■ **Stored items**:
· · · · · · ·

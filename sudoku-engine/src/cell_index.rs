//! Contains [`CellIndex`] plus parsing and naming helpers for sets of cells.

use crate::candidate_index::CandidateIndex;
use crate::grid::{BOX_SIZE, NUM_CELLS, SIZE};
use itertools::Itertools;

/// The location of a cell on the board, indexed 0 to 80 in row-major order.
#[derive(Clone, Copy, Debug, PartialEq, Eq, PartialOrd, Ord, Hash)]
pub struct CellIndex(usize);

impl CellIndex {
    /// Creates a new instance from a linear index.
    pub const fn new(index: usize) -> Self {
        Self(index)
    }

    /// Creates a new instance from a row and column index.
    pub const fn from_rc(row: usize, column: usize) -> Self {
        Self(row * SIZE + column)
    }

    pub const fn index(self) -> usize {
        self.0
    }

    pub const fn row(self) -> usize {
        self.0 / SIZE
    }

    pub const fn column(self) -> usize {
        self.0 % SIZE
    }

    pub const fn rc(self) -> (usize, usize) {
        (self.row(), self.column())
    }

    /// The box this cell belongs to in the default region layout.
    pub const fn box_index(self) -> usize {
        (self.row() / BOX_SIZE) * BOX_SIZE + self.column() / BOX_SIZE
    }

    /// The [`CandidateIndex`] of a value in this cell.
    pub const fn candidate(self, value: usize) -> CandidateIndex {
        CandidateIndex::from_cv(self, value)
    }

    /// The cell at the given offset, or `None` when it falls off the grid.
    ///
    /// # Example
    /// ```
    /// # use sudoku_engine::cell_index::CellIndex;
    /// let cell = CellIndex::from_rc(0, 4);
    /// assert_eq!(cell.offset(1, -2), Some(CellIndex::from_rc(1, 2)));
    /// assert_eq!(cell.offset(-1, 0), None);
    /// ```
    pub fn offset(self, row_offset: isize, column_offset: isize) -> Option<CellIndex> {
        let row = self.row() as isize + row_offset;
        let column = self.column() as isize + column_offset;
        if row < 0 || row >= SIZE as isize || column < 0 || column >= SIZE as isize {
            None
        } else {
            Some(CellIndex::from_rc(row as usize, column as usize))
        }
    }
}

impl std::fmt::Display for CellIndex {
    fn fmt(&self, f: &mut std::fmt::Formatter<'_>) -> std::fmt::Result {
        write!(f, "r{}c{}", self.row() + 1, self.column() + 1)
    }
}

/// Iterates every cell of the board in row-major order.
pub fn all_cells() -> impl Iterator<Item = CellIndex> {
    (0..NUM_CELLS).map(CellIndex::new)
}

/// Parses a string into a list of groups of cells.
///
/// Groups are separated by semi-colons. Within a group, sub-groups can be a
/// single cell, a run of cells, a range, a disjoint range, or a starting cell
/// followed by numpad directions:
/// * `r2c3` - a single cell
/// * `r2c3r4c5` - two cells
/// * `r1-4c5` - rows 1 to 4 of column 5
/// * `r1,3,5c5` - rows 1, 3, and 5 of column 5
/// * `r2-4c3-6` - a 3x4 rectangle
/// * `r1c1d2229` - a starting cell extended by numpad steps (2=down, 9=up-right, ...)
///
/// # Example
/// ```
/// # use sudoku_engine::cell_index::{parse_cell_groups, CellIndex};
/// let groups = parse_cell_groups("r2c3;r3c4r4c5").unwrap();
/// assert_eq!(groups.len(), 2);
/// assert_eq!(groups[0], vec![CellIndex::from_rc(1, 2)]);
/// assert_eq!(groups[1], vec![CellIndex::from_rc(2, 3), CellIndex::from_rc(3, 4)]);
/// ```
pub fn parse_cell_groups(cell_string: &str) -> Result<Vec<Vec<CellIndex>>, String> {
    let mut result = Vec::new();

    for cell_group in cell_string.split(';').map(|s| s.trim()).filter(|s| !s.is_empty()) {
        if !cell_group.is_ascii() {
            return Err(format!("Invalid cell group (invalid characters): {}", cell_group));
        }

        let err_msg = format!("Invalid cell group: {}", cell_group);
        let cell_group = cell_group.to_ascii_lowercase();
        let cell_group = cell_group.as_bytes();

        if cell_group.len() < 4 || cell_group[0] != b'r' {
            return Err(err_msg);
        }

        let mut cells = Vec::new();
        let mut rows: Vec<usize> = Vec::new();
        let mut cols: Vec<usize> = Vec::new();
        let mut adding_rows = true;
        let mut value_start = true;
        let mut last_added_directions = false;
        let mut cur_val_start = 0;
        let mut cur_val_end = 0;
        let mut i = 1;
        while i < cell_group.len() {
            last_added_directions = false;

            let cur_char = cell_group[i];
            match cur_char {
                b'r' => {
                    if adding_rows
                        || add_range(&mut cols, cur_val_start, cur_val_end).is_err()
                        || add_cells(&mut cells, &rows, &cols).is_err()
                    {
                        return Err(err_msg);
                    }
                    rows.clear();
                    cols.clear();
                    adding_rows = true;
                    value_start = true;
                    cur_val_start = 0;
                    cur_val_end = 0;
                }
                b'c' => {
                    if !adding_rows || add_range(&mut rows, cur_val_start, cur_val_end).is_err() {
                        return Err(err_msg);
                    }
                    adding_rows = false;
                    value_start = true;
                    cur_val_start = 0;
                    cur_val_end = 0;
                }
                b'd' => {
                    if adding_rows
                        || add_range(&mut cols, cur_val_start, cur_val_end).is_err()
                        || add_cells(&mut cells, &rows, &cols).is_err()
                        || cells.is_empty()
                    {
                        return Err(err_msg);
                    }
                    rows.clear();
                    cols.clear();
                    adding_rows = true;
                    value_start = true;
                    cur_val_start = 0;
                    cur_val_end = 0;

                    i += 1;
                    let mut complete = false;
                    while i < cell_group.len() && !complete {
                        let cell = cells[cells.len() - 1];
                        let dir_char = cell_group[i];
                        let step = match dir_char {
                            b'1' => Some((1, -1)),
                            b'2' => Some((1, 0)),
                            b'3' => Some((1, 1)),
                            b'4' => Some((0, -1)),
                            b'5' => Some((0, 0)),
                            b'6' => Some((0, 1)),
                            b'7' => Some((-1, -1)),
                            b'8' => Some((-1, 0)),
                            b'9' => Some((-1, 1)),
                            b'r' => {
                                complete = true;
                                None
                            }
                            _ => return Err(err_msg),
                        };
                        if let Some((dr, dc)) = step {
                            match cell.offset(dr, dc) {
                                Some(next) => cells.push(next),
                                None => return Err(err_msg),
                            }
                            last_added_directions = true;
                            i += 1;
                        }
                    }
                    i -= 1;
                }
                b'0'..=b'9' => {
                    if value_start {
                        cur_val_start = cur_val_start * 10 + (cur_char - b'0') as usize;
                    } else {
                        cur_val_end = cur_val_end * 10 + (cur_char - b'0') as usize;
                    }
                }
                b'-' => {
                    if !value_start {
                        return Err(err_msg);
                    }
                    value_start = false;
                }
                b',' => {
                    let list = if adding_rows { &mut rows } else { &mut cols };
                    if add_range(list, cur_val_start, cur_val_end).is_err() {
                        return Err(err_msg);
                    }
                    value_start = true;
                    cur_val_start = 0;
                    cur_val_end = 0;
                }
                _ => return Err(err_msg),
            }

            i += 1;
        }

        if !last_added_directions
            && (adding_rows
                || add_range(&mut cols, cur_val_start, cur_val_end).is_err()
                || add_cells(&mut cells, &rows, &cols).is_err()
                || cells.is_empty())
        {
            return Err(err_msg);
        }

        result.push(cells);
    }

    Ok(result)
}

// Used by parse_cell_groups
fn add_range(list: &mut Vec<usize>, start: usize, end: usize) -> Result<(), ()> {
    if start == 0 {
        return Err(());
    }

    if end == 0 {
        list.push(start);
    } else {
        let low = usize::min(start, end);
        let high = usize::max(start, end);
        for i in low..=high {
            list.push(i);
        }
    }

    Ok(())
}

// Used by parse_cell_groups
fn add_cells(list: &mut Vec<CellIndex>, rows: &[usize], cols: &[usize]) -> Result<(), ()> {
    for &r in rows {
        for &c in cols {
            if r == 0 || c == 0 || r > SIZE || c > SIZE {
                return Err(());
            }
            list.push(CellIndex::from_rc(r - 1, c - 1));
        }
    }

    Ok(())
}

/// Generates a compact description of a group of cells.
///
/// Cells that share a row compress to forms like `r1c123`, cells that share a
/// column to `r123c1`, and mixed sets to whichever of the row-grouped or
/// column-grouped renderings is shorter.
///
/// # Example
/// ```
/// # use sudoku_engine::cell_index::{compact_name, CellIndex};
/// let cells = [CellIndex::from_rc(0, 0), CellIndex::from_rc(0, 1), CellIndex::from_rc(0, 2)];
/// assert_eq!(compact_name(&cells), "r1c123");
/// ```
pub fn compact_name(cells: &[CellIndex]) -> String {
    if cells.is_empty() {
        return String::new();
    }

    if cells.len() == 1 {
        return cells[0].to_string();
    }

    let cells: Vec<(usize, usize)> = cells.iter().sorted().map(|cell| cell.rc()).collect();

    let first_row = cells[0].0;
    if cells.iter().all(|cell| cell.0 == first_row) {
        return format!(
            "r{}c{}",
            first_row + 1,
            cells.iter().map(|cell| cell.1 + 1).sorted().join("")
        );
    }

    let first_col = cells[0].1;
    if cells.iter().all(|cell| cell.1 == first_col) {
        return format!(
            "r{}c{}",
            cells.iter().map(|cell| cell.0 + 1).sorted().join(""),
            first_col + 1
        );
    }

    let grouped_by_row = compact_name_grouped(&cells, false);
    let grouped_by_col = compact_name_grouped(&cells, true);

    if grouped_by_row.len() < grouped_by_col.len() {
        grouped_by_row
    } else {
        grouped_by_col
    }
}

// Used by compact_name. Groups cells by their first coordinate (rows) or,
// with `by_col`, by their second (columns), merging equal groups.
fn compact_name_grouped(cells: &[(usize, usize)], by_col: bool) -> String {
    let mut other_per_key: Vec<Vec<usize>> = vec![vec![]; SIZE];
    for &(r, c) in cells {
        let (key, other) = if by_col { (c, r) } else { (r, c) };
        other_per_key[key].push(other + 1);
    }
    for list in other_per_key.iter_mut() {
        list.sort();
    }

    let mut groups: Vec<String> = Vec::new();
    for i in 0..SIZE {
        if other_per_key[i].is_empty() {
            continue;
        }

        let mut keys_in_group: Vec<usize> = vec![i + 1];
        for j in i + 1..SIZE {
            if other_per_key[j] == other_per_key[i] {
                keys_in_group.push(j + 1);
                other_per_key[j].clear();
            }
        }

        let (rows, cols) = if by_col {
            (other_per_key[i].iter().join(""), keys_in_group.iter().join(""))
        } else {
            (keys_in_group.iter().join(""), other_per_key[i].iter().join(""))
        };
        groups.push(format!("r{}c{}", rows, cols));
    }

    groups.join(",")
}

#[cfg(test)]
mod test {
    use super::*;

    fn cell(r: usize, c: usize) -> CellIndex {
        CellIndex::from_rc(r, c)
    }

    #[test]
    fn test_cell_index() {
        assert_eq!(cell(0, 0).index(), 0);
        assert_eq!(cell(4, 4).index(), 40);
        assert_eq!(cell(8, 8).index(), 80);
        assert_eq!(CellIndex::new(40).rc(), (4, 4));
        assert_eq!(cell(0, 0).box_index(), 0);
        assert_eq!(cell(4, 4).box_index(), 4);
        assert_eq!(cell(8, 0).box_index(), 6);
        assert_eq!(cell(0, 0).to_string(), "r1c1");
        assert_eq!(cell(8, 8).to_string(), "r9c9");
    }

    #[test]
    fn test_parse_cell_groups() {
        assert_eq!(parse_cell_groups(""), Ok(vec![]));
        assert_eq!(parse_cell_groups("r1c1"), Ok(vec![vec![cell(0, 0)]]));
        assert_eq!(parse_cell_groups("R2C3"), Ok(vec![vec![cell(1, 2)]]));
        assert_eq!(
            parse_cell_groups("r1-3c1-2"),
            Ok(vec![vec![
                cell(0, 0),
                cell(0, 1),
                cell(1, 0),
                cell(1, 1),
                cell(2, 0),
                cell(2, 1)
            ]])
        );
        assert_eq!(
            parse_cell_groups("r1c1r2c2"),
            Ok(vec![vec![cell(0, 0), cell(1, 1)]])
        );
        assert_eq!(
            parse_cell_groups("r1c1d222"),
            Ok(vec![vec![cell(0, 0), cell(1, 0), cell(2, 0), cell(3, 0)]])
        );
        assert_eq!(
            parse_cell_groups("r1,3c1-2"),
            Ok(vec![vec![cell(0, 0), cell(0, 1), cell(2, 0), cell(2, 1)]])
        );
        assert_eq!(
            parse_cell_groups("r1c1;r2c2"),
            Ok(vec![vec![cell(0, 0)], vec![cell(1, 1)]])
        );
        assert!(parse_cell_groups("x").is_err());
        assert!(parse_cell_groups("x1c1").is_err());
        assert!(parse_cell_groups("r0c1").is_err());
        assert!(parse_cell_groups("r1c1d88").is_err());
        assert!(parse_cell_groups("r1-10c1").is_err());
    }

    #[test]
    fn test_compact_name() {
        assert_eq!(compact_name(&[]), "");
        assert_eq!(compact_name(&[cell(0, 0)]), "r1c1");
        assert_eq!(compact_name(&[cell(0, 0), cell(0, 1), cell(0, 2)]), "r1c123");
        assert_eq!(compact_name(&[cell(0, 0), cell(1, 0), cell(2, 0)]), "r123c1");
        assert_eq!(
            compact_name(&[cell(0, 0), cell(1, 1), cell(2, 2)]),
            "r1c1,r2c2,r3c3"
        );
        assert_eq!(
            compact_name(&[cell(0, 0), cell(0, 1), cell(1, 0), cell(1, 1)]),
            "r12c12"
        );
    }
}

· · · · · · ·

■ **Aim of the exercise**:
In the entries above, find every line with the word "numpad" and list it.

■ **Output below**:
/// followed by numpad directions:
/// * `r1c1d2229` - a starting cell extended by numpad steps (2=down, 9=up-right, ...)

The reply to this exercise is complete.